I'll be honest about the woven placemat at each seat. On its own, it's a little clumsy, very brown, almost too rustic for what I wanted. But I loved it and was going to use it, so I built the rest of the table to keep it in place. Just drabs of brown and burgundy, enough to echo the mat and no more, so the table wouldn't tip over into country. Then I brought in a soft green French linen cloth and embroidered napkins to lift it back up to elegance. That's really the whole trick: let the humble piece stay, and design around it until it behaves.
The settings stack up from a woven charger, to a mid-century white plate, to a modern berry-edged plate on top for a little texture. The napkin is embroidered with evergreen and acorns to keep it on theme. The sterling flatware was a wedding gift from my in-laws. The crystal is deliberately mismatched, an etched glass I carry in the boutique next to a vintage Waterford I use for water. Vintage Waterford candlesticks over all of it. And the flowers gave it the pop I was after, colors picked to move your eye around the table. To read more about this table design, just click the link.
A Vintage Blue and White China Table Setting
This vintage blue-and-white china table setting began with a lucky find. These are the plates that won my table at Set to Celebrate, and I found them at an antique shop for next to nothing.
Look closely, and none of them match. Different patterns, and the edges aren't quite round; they have this very slight scallop. That's exactly why I bought them. I love blue and white, and I love that the French never fussed about matching. They care how a table feels, not whether every plate agrees. So I let mine disagree.
They sit on a Juliska berry charger, with a genuine Spode bread plate I picked up more recently, old and new in the same pattern family. Underneath, I stacked two antique tablecloths, a white one, then the faintest yellow above it. The flatware is my everyday Lenox, which just happened to suit the French theme, which is the whole point: use what you have and love it. The crystal is mixed again, my boutique-etched glass beside a Williams-Sonoma one I bought years ago. Cream roses in a gold vase at the center.
I still use these plates constantly, formal nights and casual ones both, because I love them. What a find. That's the point I keep coming back to. The beautiful things are not for someday. Read my journal for more on this table.
Mixing Vintage and Modern China, Beautifully
This last setting is all about mixing vintage and modern china, gold and pink, and a little romance. A gold charger at the base, a modern pink-and-gold plate, then a Limoges-style salad plate on top. From there, I added the linen napkin that I carry in my boutique. It did exactly what I wanted at the time. It elevated the design just a little more.
The gold-etched glass I carry in the boutique. The other glass I found at Williams Sonoma a few years back. And the gold flatware, which still makes me smile, was my mother's. Vintage flatware like hers is having a real moment right now, and I love that something she used for years is suddenly the thing everyone wants again, and it's right here on my table. To read more about this table design, just click on this link.
Set It Now, Not Someday
I'll keep saying this because I believe it more than almost anything I know about a home. The beautiful things are meant to be used.

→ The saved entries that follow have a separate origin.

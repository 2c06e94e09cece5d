//! Sign-Up Controller

use std::sync::Arc;

use secrecy::{ExposeSecret, SecretString};
use uuid::Uuid;

use crate::controllers::sign_in::SignInController;
use crate::controllers::{execute_endpoint, unexpected_message};
use crate::error::public::messages;
use crate::error::{
    AttributesRequiredError, AttributesRequiredErrorKind, PasswordRequiredError,
    PasswordRequiredErrorKind, ResendCodeError, SignUpStartError, VerifyCodeError,
    VerifyCodeErrorKind,
};
use crate::network::providers::{GrantType, SignUpRequestProvider};
use crate::network::ApiClient;
use crate::states::{
    SignInAfterSignUpState, SignUpAttributesRequiredState, SignUpCodeRequiredState,
    SignUpPasswordRequiredState,
};
use crate::telemetry::{ApiId, EventHandle, FlowTelemetry};
use crate::types::responses::{ChannelType, RequiredAttribute};
use crate::types::{RequestContext, SignUpParameters, UserAttributes};
use crate::validators::sign_up::{
    validate_continue, validate_start, SignUpContinueValidatedResponse,
    SignUpStartValidatedResponse,
};
use crate::validators::{validate_challenge, ChallengeValidatedResponse};

/// Outcome of starting a sign-up flow.
pub enum SignUpStartResult {
    /// A one-time code was sent; submit it on the state.
    CodeRequired {
        state: SignUpCodeRequiredState,
        sent_to: String,
        channel: ChannelType,
        code_length: usize,
    },
    /// The server wants a password next.
    PasswordRequired { state: SignUpPasswordRequiredState },
    /// Submitted attributes failed validation; the flow did not start.
    AttributesInvalid { attributes: Vec<String> },
    Error { error: SignUpStartError },
}

/// Outcome of resending the sign-up code.
pub enum SignUpResendCodeResult {
    CodeRequired {
        state: SignUpCodeRequiredState,
        sent_to: String,
        channel: ChannelType,
        code_length: usize,
    },
    Error { error: ResendCodeError },
}

/// Outcome of submitting the sign-up one-time code.
pub enum SignUpSubmitCodeResult {
    /// Account created; sign in without re-authenticating via the state.
    Completed { state: SignInAfterSignUpState },
    /// The code was accepted but a password is now required.
    PasswordRequired { state: SignUpPasswordRequiredState },
    /// The code was accepted but profile attributes are still missing.
    AttributesRequired {
        state: SignUpAttributesRequiredState,
        attributes: Vec<RequiredAttribute>,
    },
    /// The code was rejected; retry on the state.
    InvalidCode {
        error: VerifyCodeError,
        state: SignUpCodeRequiredState,
    },
    Error { error: VerifyCodeError },
}

/// Outcome of submitting the sign-up password.
pub enum SignUpSubmitPasswordResult {
    Completed { state: SignInAfterSignUpState },
    AttributesRequired {
        state: SignUpAttributesRequiredState,
        attributes: Vec<RequiredAttribute>,
    },
    /// The password failed policy validation; retry on the state.
    InvalidPassword {
        error: PasswordRequiredError,
        state: SignUpPasswordRequiredState,
    },
    Error { error: PasswordRequiredError },
}

/// Outcome of submitting sign-up attributes.
pub enum SignUpSubmitAttributesResult {
    Completed { state: SignInAfterSignUpState },
    /// More attributes are still required.
    AttributesRequired {
        state: SignUpAttributesRequiredState,
        attributes: Vec<RequiredAttribute>,
    },
    /// The submitted attributes failed validation; retry on the state.
    AttributesInvalid {
        state: SignUpAttributesRequiredState,
        attributes: Vec<String>,
    },
    Error { error: AttributesRequiredError },
}

/// Orchestrates `/signup/v1.0/*` and hands completed flows to the sign-in
/// controller.
pub struct SignUpController {
    api_client: ApiClient,
    provider: SignUpRequestProvider,
    telemetry: Arc<dyn FlowTelemetry>,
    sign_in: Arc<SignInController>,
}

The crystal your mother saved. The china you tucked away. The silver that only comes out at holidays. Take it out. Use it tonight. A beautiful table isn't the reward for a good enough occasion. It's the thing that makes the occasion.
The dinner party is coming back because we're remembering something we shouldn't have forgotten. That gathering matters. That a table set with care is a kind of love. That the good china was never meant to sit in the dark.
So use it. There is no occasion more worthy than the people already at your table.